Con 57mila abitanti nel 1910, Trieste - principale porto dell'impero asburgico - era ritenuta "la più grande città slovena", quella cioè con il maggior numero di sloveni, superiore persino a Lubiana, che contava all’epoca 40.000 residenti.

Prima di raggiungere il capoluogo giuliano, i due presidenti italiano e sloveno si sono recati nel paese di Basovizza, sull'altopiano carsico, per rendere omaggio ai morti nelle foibe e ai quattro membri del Tigr (Trst Istra Gorica Rijeka) fucilati il 6 settembre 1930 in esecuzione di una condanna a morte emessa dal Tribunale speciale per la difesa dello Stato.
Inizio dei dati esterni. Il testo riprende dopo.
impl MemoryService {
    /// Create a new memory service.
    pub fn new(
        db: DbPool,
        embedder: Arc<dyn TextEmbedder>,
        summarizer: Summarizer,
        config: MemoryConfig,
    ) -> Self {
        Self {
            db,
            embedder,
            summarizer,
            config,
        }
    }

    pub fn config(&self) -> &MemoryConfig {
        &self.config
    }

    pub fn pool(&self) -> &DbPool {
        &self.db
    }

    /// Embed `text`, logging and counting failures instead of returning them.
    pub(crate) async fn embed_best_effort(&self, text: &str) -> Option<Vec<f32>> {
        match self.embedder.embed_text(text).await {
            Ok(embedding) if !embedding.is_empty() => Some(embedding),
            Ok(_) => {
                warn!("Embedding provider returned an empty vector");
                metrics::counter!("recall_provider_failures_total", "provider" => "embedding")
                    .increment(1);
                None
            }
            Err(e) => {
                warn!(error = %e, "Embedding failed");
                metrics::counter!("recall_provider_failures_total", "provider" => "embedding")
                    .increment(1);
                None
            }
        }
    }

    /// Load a memory and check that `user_id` owns it.
    pub(crate) async fn owned_memory(&self, user_id: &str, memory_id: &str) -> Result<Memory> {
        let memory = db::get_memory(&self.db, memory_id).await?;
        if memory.user_id != user_id {
            warn!(memory_id, user_id, "Rejected access to memory owned by another user");
            return Err(Error::Ownership {
                memory_id: memory_id.to_string(),
                user_id: user_id.to_string(),
            });
        }
        Ok(memory)
    }

    // =========================================================================
    // Writer
    // =========================================================================

    /// Store a fact for `user_id`, or merge it into a near-duplicate.
    ///
    /// Returns the inserted row or the updated survivor of a merge. Embedding
    /// failures do not fail the write; the row is stored without a vector and
    /// picked up later by backfill.
    pub async fn save_memory(
        &self,
        user_id: &str,
        content: &str,
        options: SaveOptions,
    ) -> Result<Memory> {
        validate_input(user_id, content, options.validation)?;
        let content = content.trim();

        let memory_type = options
            .memory_type
            .unwrap_or_else(|| determine_memory_type(content));
        let tags = extract_semantic_tags(content);
        let importance = calculate_importance_score(content, memory_type);

        let stored_content = if options.summarize
            && self.config.summarization_enabled
            && self.summarizer.should_summarize(content)
        {
            self.summarizer
                .summarize_memory_with_type(content, memory_type)
                .await
        } else {
            content.to_string()
        };

        let embedding = self.embed_best_effort(&stored_content).await;
        let hash = content_hash(&stored_content);
        let threshold = options
            .duplicate_threshold
            .unwrap_or(self.config.duplicate_threshold);

        let mut existing = None;
        if let Some(query) = &embedding {
            existing = db::search_similar(&self.db, user_id, query, threshold, 1)
                .await?
                .into_iter()
                .next();
        }
        if existing.is_none() {
            // Exact repeats are duplicates even without a vector.
            existing = db::find_memory_by_hash(&self.db, user_id, &hash)
                .await?
                .map(|m| (m, 1.0));
        }

        if let Some((existing, similarity)) = existing {
            debug!(
                memory_id = %existing.id,
                similarity,
                "Merging into existing memory"
            );
            return self
                .merge_into(existing, &stored_content, tags, importance, embedding)
                .await;
        }

        let now = Utc::now();
        let memory = Memory {
            id: recall_models::new_id(),
            user_id: user_id.to_string(),
            content: stored_content,
            embedding,
            relevance_score: 1.0,
            access_count: 0,
            last_accessed: None,
            semantic_tags: tags,
            memory_type,
            importance_score: importance,
            cluster_id: None,
            source: options.source,
            content_hash: Some(hash),
            created_at: now,
            updated_at: now,
        };

        let stored = db::insert_memory(&self.db, &memory).await?;
        metrics::counter!("recall_memories_saved_total").increment(1);

        info!(
            memory_id = %stored.id,
            user_id,
            memory_type = %stored.memory_type,
            embedded = stored.is_embedded(),
            "Saved memory"
        );

        Ok(stored)
    }

    /// Fold `new_content` into `existing` and refresh its scores.
    async fn merge_into(
        &self,
        existing: Memory,
        new_content: &str,
        tags: Vec<String>,
        importance: f64,
        new_embedding: Option<Vec<f32>>,
    ) -> Result<Memory> {
        let merged_content = if existing.content.contains(new_content) {
            existing.content.clone()
        } else {
            format!("{}{}{}", existing.content, MERGE_SEPARATOR, new_content)
        };
        let content_changed = merged_content != existing.content;

        let embedding = if content_changed {
            // Keep the old vector if the merged text cannot be embedded.
            self.embed_best_effort(&merged_content).await.map(Some)
        } else if !existing.is_embedded() {
            new_embedding.map(Some)
        } else {
            None
        };

        let mut merged_tags = existing.semantic_tags.clone();
        for tag in tags {
            if !merged_tags.contains(&tag) {
                merged_tags.push(tag);
            }
        }
        merged_tags.truncate(MAX_MERGED_TAGS);

        let update = UpdateMemory {
            content_hash: content_changed.then(|| content_hash(&merged_content)),
            content: content_changed.then_some(merged_content),
            embedding,
            semantic_tags: Some(merged_tags),
            importance_score: Some(existing.importance_score.max(importance)),
            relevance_score: Some(1.0),
            ..Default::default()
        };

        let merged = db::update_memory(&self.db, &existing.id, update).await?;
        metrics::counter!("recall_memories_merged_total").increment(1);

        info!(
            memory_id = %merged.id,
            user_id = %merged.user_id,
            content_changed,
            "Merged memory into existing record"
        );

        Ok(merged)
    }

    // =========================================================================
    // Retriever
    // =========================================================================

    /// Memories most relevant to `context`, best first.
    ///
    /// Never fails: embedding or store errors are logged and yield an empty
    /// list. Access bookkeeping for the returned memories runs in the
    /// background and does not affect the result.
    pub async fn get_relevant_memories(
        &self,
        user_id: &str,
        context: &str,
        limit: usize,
        similarity_threshold: f32,
    ) -> Vec<ScoredMemory> {
        if user_id.trim().is_empty() || context.trim().is_empty() || limit == 0 {
            return Vec::new();
        }

        metrics::counter!("recall_retrievals_total").increment(1);

        let Some(query) = self.embed_best_effort(context).await else {
            return Vec::new();
        };

        let candidates = match db::list_embedded_memories(&self.db, user_id).await {
            Ok(candidates) => candidates,
            Err(e) => {
                warn!(user_id, error = %e, "Memory retrieval failed");
                return Vec::new();
            }
        };

        let mut results: Vec<ScoredMemory> = candidates
            .into_iter()
            .filter_map(|memory| {
                let similarity = memory
                    .embedding
                    .as_deref()
                    .map(|e| cosine_similarity(&query, e))?;
                (similarity >= similarity_threshold).then(|| ScoredMemory::new(memory, similarity))
            })
            .collect();

        rank_memories(&mut results);
        results.truncate(limit);

        debug!(
            user_id,
            returned = results.len(),
            limit,
            similarity_threshold,
            "Retrieved memories"
        );

        if !results.is_empty() {
            self.track_access(results.iter().map(|r| r.memory.id.clone()).collect());
        }

        results
    }

    /// Retrieval with the configured defaults.
    pub async fn get_relevant_memories_default(
        &self,
        user_id: &str,
        context: &str,
    ) -> Vec<ScoredMemory> {
        self.get_relevant_memories(
            user_id,
            context,
            self.config.retrieval_limit,
            self.config.similarity_threshold,
        )
        .await
    }

    /// Retrieval with a limit and threshold adapted to the query.
    pub async fn get_relevant_memories_adaptive(
        &self,
        user_id: &str,
        context: &str,
    ) -> Vec<ScoredMemory> {
        let count = match db::count_user_memories(&self.db, user_id).await {
            Ok(count) => count,
            Err(e) => {
                warn!(user_id, error = %e, "Memory count failed");
                return Vec::new();
            }
        };

        let plan = RetrievalPlan::for_context(context, count, &self.config);
        debug!(user_id, ?plan, "Adaptive retrieval plan");

        self.get_relevant_memories(user_id, context, plan.limit, plan.similarity_threshold)
            .await
    }

    /// Record access in the background, like search hit tracking.
    fn track_access(&self, ids: Vec<String>) {
        let db = self.db.clone();
        tokio::spawn(async move {
            if let Err(e) = db::record_access(&db, &ids).await {
                warn!(error = %e, count = ids.len(), "Failed to record memory access");
            }
        });
    }

    // =========================================================================
    // Explicit user actions
    // =========================================================================

    /// Fetch one memory, checking ownership.
    pub async fn get_memory(&self, user_id: &str, memory_id: &str) -> Result<Memory> {
        self.owned_memory(user_id, memory_id).await
    }

    /// Edit a memory. New content re-derives tags, hash and embedding.
    pub async fn update_memory(
        &self,
        user_id: &str,
        memory_id: &str,
        update: MemoryUpdate,
    ) -> Result<Memory> {
        let existing = self.owned_memory(user_id, memory_id).await?;
        let mut changes = UpdateMemory {
            memory_type: update.memory_type,
            importance_score: update.importance_score,
            ..Default::default()
        };

        if let Some(content) = update.content {
            validate_input(user_id, &content, ValidationLevel::Basic)?;
            let content = content.trim().to_string();
            let memory_type = update.memory_type.unwrap_or(existing.memory_type);

            changes.semantic_tags = Some(extract_semantic_tags(&content));
            if changes.importance_score.is_none() {
                changes.importance_score = Some(calculate_importance_score(&content, memory_type));
            }
            changes.embedding = Some(self.embed_best_effort(&content).await);
            changes.content_hash = Some(content_hash(&content));
            changes.content = Some(content);
        }

        let updated = db::update_memory(&self.db, &existing.id, changes).await?;
        info!(memory_id, user_id, "Updated memory");
        Ok(updated)
    }

    /// Delete a memory, checking ownership.
    pub async fn delete_memory(&self, user_id: &str, memory_id: &str) -> Result<()> {
        self.owned_memory(user_id, memory_id).await?;
        db::delete_memory(&self.db, memory_id).await?;
        metrics::counter!("recall_memories_deleted_total").increment(1);
        info!(memory_id, user_id, "Deleted memory");
        Ok(())
    }

    /// List a user's memories.
    pub async fn list_memories(&self, filter: &MemoryFilter) -> Result<Vec<Memory>> {
        if filter.user_id.trim().is_empty() {
            return Err(Error::Validation("user_id is required".into()));
        }
        db::list_memories(&self.db, filter).await
    }

    /// Totals by type, embedded and archived counts.
    pub async fn memory_stats(&self, user_id: &str) -> Result<MemoryStats> {
        db::memory_stats(&self.db, user_id).await
    }
}
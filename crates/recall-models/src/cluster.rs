//! Memory cluster model.

use chrono::{DateTime, Utc};
use serde::{Deserialize, Serialize};

/// A named group of semantically related memories for one user.
///
/// Clusters are rebuilt by maintenance; `memory_count` and
/// `average_relevance_score` are denormalized for display.
#[derive(Debug, Clone, PartialEq, Serialize, Deserialize)]
pub struct MemoryCluster {
    pub id: String,
    pub user_id: String,
    pub name: String,
    pub description: Option<String>,
    /// Mean of the member embeddings.
    #[serde(default, skip_serializing)]
    pub centroid: Option<Vec<f32>>,
    pub memory_count: i64,
    pub average_relevance_score: f64,
    pub created_at: DateTime<Utc>,
    pub updated_at: DateTime<Utc>,
}
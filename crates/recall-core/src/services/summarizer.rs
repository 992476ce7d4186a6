//! Type-aware summarization of long memories.
//!
//! Summaries never fail: any provider error, empty reply, or a reply that is
//! not shorter than the input yields the original content.

use std::sync::Arc;

use recall_llm::TextCompleter;
use recall_models::MemoryType;
use tracing::{debug, warn};

/// Character count above which content is summarized.
pub const DEFAULT_SUMMARIZE_THRESHOLD: usize = 200;

/// Whether `content` is long enough to summarize with the default threshold.
pub fn should_summarize(content: &str) -> bool {
    content.chars().count() > DEFAULT_SUMMARIZE_THRESHOLD
}

fn system_prompt(memory_type: MemoryType) -> &'static str {
    match memory_type {
        MemoryType::Personal => {
            "Condense this personal information about the user into a short factual \
             statement. Keep names, relationships, roles, places and dates exactly. \
             Use at most 100 words. Reply with the summary only."
        }
        MemoryType::Preference => {
            "Condense this description of the user's preferences into a short statement \
             of what they like, dislike or prefer, and why if stated. Use at most 100 \
             words. Reply with the summary only."
        }
        MemoryType::Technical => {
            "Condense this technical information into a short statement. Keep tool, \
             language, framework and version names, configuration values and constraints \
             exactly. Use at most 100 words. Reply with the summary only."
        }
        MemoryType::Project => {
            "Condense this project information into a short statement. Keep the project \
             name, goals, deadlines, milestones and people involved. Use at most 100 \
             words. Reply with the summary only."
        }
        MemoryType::General => {
            "Summarize the following information in a concise way, keeping the key facts. \
             Use at most 100 words. Reply with the summary only."
        }
    }
}

/// Summarizes memory content through an injected completion provider.
#[derive(Clone)]
pub struct Summarizer {
    completer: Option<Arc<dyn TextCompleter>>,
    threshold: usize,
}

impl Summarizer {
    pub fn new(completer: Arc<dyn TextCompleter>) -> Self {
        Self {
            completer: Some(completer),
            threshold: DEFAULT_SUMMARIZE_THRESHOLD,
        }
    }

    /// A summarizer that always returns its input.
    pub fn disabled() -> Self {
        Self {
            completer: None,
            threshold: DEFAULT_SUMMARIZE_THRESHOLD,
        }
    }

    pub fn with_threshold(mut self, threshold: usize) -> Self {
        self.threshold = threshold;
        self
    }

    pub fn is_enabled(&self) -> bool {
        self.completer.is_some()
    }

    /// Whether `content` exceeds this summarizer's threshold.
    pub fn should_summarize(&self, content: &str) -> bool {
        content.chars().count() > self.threshold
    }

    pub async fn summarize_memory(&self, content: &str) -> String {
        self.summarize_memory_with_type(content, MemoryType::General)
            .await
    }

    pub async fn summarize_memory_with_type(&self, content: &str, memory_type: MemoryType) -> String {
        let Some(completer) = &self.completer else {
            return content.to_string();
        };

        match completer.complete(system_prompt(memory_type), content).await {
            Ok(reply) => {
                let summary = reply.trim();
                if summary.is_empty() {
                    debug!("Empty summary, keeping original content");
                    return content.to_string();
                }
                if summary.chars().count() >= content.chars().count() {
                    debug!("Summary not shorter than original, keeping original content");
                    return content.to_string();
                }
                summary.to_string()
            }
            Err(e) => {
                warn!(error = %e, memory_type = %memory_type, "Summarization failed, keeping original content");
                metrics::counter!("recall_provider_failures_total", "provider" => "llm").increment(1);
                content.to_string()
            }
        }
    }
}

#[cfg(test)]
mod tests {
    use super::*;
    use async_trait::async_trait;
    use std::sync::Mutex;

    struct Canned {
        reply: recall_llm::Result<String>,
        seen: Mutex<Vec<String>>,
    }

    impl Canned {
        fn ok(reply: &str) -> Arc<Self> {
            Arc::new(Self {
                reply: Ok(reply.to_string()),
                seen: Mutex::new(Vec::new()),
            })
        }

        fn failing() -> Arc<Self> {
            Arc::new(Self {
                reply: Err(recall_llm::Error::NoProviders),
                seen: Mutex::new(Vec::new()),
            })
        }
    }

    #[async_trait]
    impl TextCompleter for Canned {
        async fn complete(&self, system_prompt: &str, _user_content: &str) -> recall_llm::Result<String> {
            self.seen.lock().unwrap().push(system_prompt.to_string());
            match &self.reply {
                Ok(r) => Ok(r.clone()),
                Err(_) => Err(recall_llm::Error::Llm("down".into())),
            }
        }
    }

    fn long_text() -> String {
        "The quarterly planning notes cover many details. ".repeat(6)
    }

    #[test]
    fn test_should_summarize_boundary() {
        assert!(!should_summarize(&"a".repeat(200)));
        assert!(should_summarize(&"a".repeat(201)));
        // Characters, not bytes.
        assert!(!should_summarize(&"é".repeat(200)));
    }

    #[tokio::test]
    async fn test_summary_replaces_long_content() {
        let completer = Canned::ok("  Planning notes.  ");
        let summarizer = Summarizer::new(completer.clone());

        let out = summarizer
            .summarize_memory_with_type(&long_text(), MemoryType::Project)
            .await;

        assert_eq!(out, "Planning notes.");
        let prompts = completer.seen.lock().unwrap();
        assert!(prompts[0].contains("project"));
    }

    #[tokio::test]
    async fn test_failure_returns_original() {
        let summarizer = Summarizer::new(Canned::failing());
        let text = long_text();
        assert_eq!(summarizer.summarize_memory(&text).await, text);
    }

    #[tokio::test]
    async fn test_empty_or_longer_reply_returns_original() {
        let text = long_text();

        let empty = Summarizer::new(Canned::ok("   "));
        assert_eq!(empty.summarize_memory(&text).await, text);

        let longer = Summarizer::new(Canned::ok(&format!("{text} and more")));
        assert_eq!(longer.summarize_memory(&text).await, text);
    }

    #[tokio::test]
    async fn test_disabled_is_identity() {
        let summarizer = Summarizer::disabled().with_threshold(10);
        assert!(!summarizer.is_enabled());
        assert!(summarizer.should_summarize("more than ten chars"));
        assert_eq!(summarizer.summarize_memory("abc").await, "abc");
    }

    #[test]
    fn test_every_type_has_a_prompt() {
        for t in MemoryType::all() {
            assert!(system_prompt(*t).contains("100 words"));
        }
    }
}
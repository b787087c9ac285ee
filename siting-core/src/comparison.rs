//! Bounded selection of sites for side-by-side comparison.
//!
//! Membership is toggled one id at a time. Insertion order is kept so the
//! comparison table's columns stay stable, and a full set rejects additions
//! instead of evicting an earlier pick.

/// Result of [`ComparisonSet::toggle`].
#[derive(Debug, Clone, Copy, PartialEq, Eq, Hash)]
#[cfg_attr(feature = "serde", derive(serde::Serialize, serde::Deserialize))]
#[cfg_attr(feature = "serde", serde(rename_all = "camelCase"))]
pub enum ToggleOutcome {
    /// The id was absent and has been appended.
    Added,
    /// The id was present and has been removed.
    Removed,
    /// The id was absent but the set is full; nothing changed.
    CapacityReached,
}

impl ToggleOutcome {
    /// Report whether the toggle changed the set.
    #[must_use]
    pub const fn is_accepted(self) -> bool {
        !matches!(self, Self::CapacityReached)
    }
}

/// Ordered set of at most [`ComparisonSet::CAPACITY`] site ids.
///
/// # Examples
/// ```
/// use siting_core::{ComparisonSet, ToggleOutcome};
///
/// let mut set = ComparisonSet::default();
/// for id in ["a", "b", "c"] {
///     assert!(set.toggle(id).is_accepted());
/// }
/// assert_eq!(set.toggle("d"), ToggleOutcome::CapacityReached);
/// assert_eq!(set.ids(), ["a", "b", "c"]);
/// ```
#[derive(Debug, Clone, Default, PartialEq, Eq)]
#[cfg_attr(feature = "serde", derive(serde::Serialize))]
pub struct ComparisonSet {
    ids: Vec<String>,
}

impl ComparisonSet {
    /// Maximum number of sites compared at once.
    pub const CAPACITY: usize = 3;

    /// Remove `id` if present, otherwise append it when there is room.
    pub fn toggle(&mut self, id: &str) -> ToggleOutcome {
        let position = self.ids.iter().position(|member| member == id);
        let outcome = match position {
            Some(pos) => {
                self.ids.remove(pos);
                ToggleOutcome::Removed
            }
            None if self.is_full() => ToggleOutcome::CapacityReached,
            None => {
                self.ids.push(id.to_owned());
                ToggleOutcome::Added
            }
        };
        log::debug!(
            "comparison toggle '{id}': {outcome:?} ({} of {})",
            self.ids.len(),
            Self::CAPACITY
        );
        outcome
    }

    /// Empty the set unconditionally.
    pub fn clear(&mut self) {
        self.ids.clear();
    }

    /// Member ids in insertion order.
    #[must_use]
    pub const fn ids(&self) -> &[String] {
        self.ids.as_slice()
    }

    /// Report whether `id` is selected.
    #[must_use]
    pub fn contains(&self, id: &str) -> bool {
        self.ids.iter().any(|member| member == id)
    }

    /// Number of selected sites.
    #[must_use]
    pub const fn len(&self) -> usize {
        self.ids.len()
    }

    /// Report whether nothing is selected.
    #[must_use]
    pub const fn is_empty(&self) -> bool {
        self.ids.is_empty()
    }

    /// Report whether further additions would be rejected.
    #[must_use]
    pub const fn is_full(&self) -> bool {
        self.ids.len() >= Self::CAPACITY
    }
}
//! Compound site filters.
//!
//! Every clause is ANDed; an unset optional clause is neutral. The score range
//! is checked literally, so an inverted range (`min_score > max_score`)
//! matches nothing rather than failing.

use crate::{SiteAttributes, WeightConfig, suitability_score};

/// Filter settings chosen by the caller.
///
/// # Examples
/// ```
/// use siting_core::FilterCriteria;
///
/// let criteria = FilterCriteria::default()
///     .with_region("Gujarat")
///     .with_score_range(60, 100);
/// assert_eq!(criteria.region.as_deref(), Some("Gujarat"));
/// assert!(!criteria.is_inverted());
/// ```
#[derive(Debug, Clone, PartialEq, Eq)]
#[cfg_attr(feature = "serde", derive(serde::Serialize, serde::Deserialize))]
#[cfg_attr(feature = "serde", serde(rename_all = "camelCase", default))]
pub struct FilterCriteria {
    /// Exact region to match; `None` matches every region.
    pub region: Option<String>,
    /// Inclusive lower score bound.
    pub min_score: u8,
    /// Inclusive upper score bound.
    pub max_score: u8,
    /// Exact policy zone to match; `None` matches every zone.
    pub policy_zone: Option<String>,
    /// Require at least one infrastructure tag.
    pub require_infrastructure: bool,
    /// Case-insensitive substring matched against site name or region.
    pub search: Option<String>,
}

impl Default for FilterCriteria {
    fn default() -> Self {
        Self {
            region: None,
            min_score: 0,
            max_score: crate::MAX_SCORE,
            policy_zone: None,
            require_infrastructure: false,
            search: None,
        }
    }
}

impl FilterCriteria {
    /// Restrict to a region while returning `self` for chaining.
    #[must_use]
    pub fn with_region(mut self, region: impl Into<String>) -> Self {
        self.region = Some(region.into());
        self
    }

    /// Restrict to a policy zone while returning `self` for chaining.
    #[must_use]
    pub fn with_policy_zone(mut self, zone: impl Into<String>) -> Self {
        self.policy_zone = Some(zone.into());
        self
    }

    /// Set the inclusive score range while returning `self` for chaining.
    ///
    /// The bounds are stored as given; an inverted range filters everything
    /// out.
    #[must_use]
    pub fn with_score_range(mut self, min_score: u8, max_score: u8) -> Self {
        self.min_score = min_score;
        self.max_score = max_score;
        self
    }

    /// Require existing infrastructure while returning `self` for chaining.
    #[must_use]
    pub fn requiring_infrastructure(mut self) -> Self {
        self.require_infrastructure = true;
        self
    }

    /// Add a free-text search clause while returning `self` for chaining.
    #[must_use]
    pub fn with_search(mut self, query: impl Into<String>) -> Self {
        self.search = Some(query.into());
        self
    }

    /// Report whether the score range is inverted and can match nothing.
    #[must_use]
    pub const fn is_inverted(&self) -> bool {
        self.min_score > self.max_score
    }

    /// Bind the criteria to a weight configuration.
    #[must_use]
    pub const fn predicate<'a>(&'a self, weights: &'a WeightConfig) -> SitePredicate<'a> {
        SitePredicate {
            criteria: self,
            weights,
        }
    }
}

/// Criteria bound to the weights used to score each site.
#[derive(Debug, Clone, Copy)]
pub struct SitePredicate<'a> {
    criteria: &'a FilterCriteria,
    weights: &'a WeightConfig,
}

impl SitePredicate<'_> {
    /// Evaluate the predicate, returning the site's score when it matches.
    ///
    /// Cheap attribute clauses run before the site is scored.
    #[must_use]
    pub fn evaluate(&self, site: &SiteAttributes) -> Option<u8> {
        let criteria = self.criteria;
        if !self.matches_attributes(site) {
            return None;
        }
        let score = suitability_score(site, self.weights);
        (criteria.min_score..=criteria.max_score)
            .contains(&score)
            .then_some(score)
    }

    /// Report whether `site` satisfies every clause.
    #[must_use]
    pub fn matches(&self, site: &SiteAttributes) -> bool {
        self.evaluate(site).is_some()
    }

    fn matches_attributes(&self, site: &SiteAttributes) -> bool {
        let criteria = self.criteria;
        matches_exact(criteria.region.as_deref(), &site.region)
            && matches_exact(criteria.policy_zone.as_deref(), &site.policy_zone)
            && (!criteria.require_infrastructure || site.has_infrastructure())
            && matches_search(criteria.search.as_deref(), site)
    }
}

/// Build a predicate closure over `criteria` and `weights`.
///
/// # Examples
/// ```
/// use geo::Coord;
/// use siting_core::{FilterCriteria, SiteAttributes, WeightConfig, build_predicate};
///
/// let criteria = FilterCriteria::default().with_region("Ladakh");
/// let weights = WeightConfig::default();
/// let predicate = build_predicate(&criteria, &weights);
/// let site = SiteAttributes::new("1", "Leh", Coord { x: 77.6, y: 34.2 }).with_region("Ladakh");
/// assert!(predicate(&site));
/// ```
#[must_use]
pub fn build_predicate<'a>(
    criteria: &'a FilterCriteria,
    weights: &'a WeightConfig,
) -> impl Fn(&SiteAttributes) -> bool + 'a {
    let predicate = criteria.predicate(weights);
    move |site| predicate.matches(site)
}

fn matches_exact(wanted: Option<&str>, actual: &str) -> bool {
    wanted.is_none_or(|value| value == actual)
}

fn matches_search(query: Option<&str>, site: &SiteAttributes) -> bool {
    let Some(needle) = query.map(str::trim).filter(|q| !q.is_empty()) else {
        return true;
    };
    let lowered = needle.to_lowercase();
    site.name.to_lowercase().contains(&lowered) || site.region.to_lowercase().contains(&lowered)
}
I quattro giustiziati sono divenuti simbolo della resistenza slava al fascismo.

Come riporta East Journal, la scelta di recarsi a Basovizza è stata criticata dal centro italo sloveno “Comitato Danilo Dolci” perché vista come una contropartita. "Questa visita sarebbe dovuta avvenire in un altro momento, diverso dalla giornata della solenne restituzione del Narodni Dom. Le due tragedie non sono infatti omologabili e sovrapponibili sul piano della storia”.

Al Narodni dom, scrive il quotidiano locale, Il Piccolo, dovrebbero trovare casa un centro musicale sloveno, una biblioteca nazionale e degli studi e un centro multiculturale.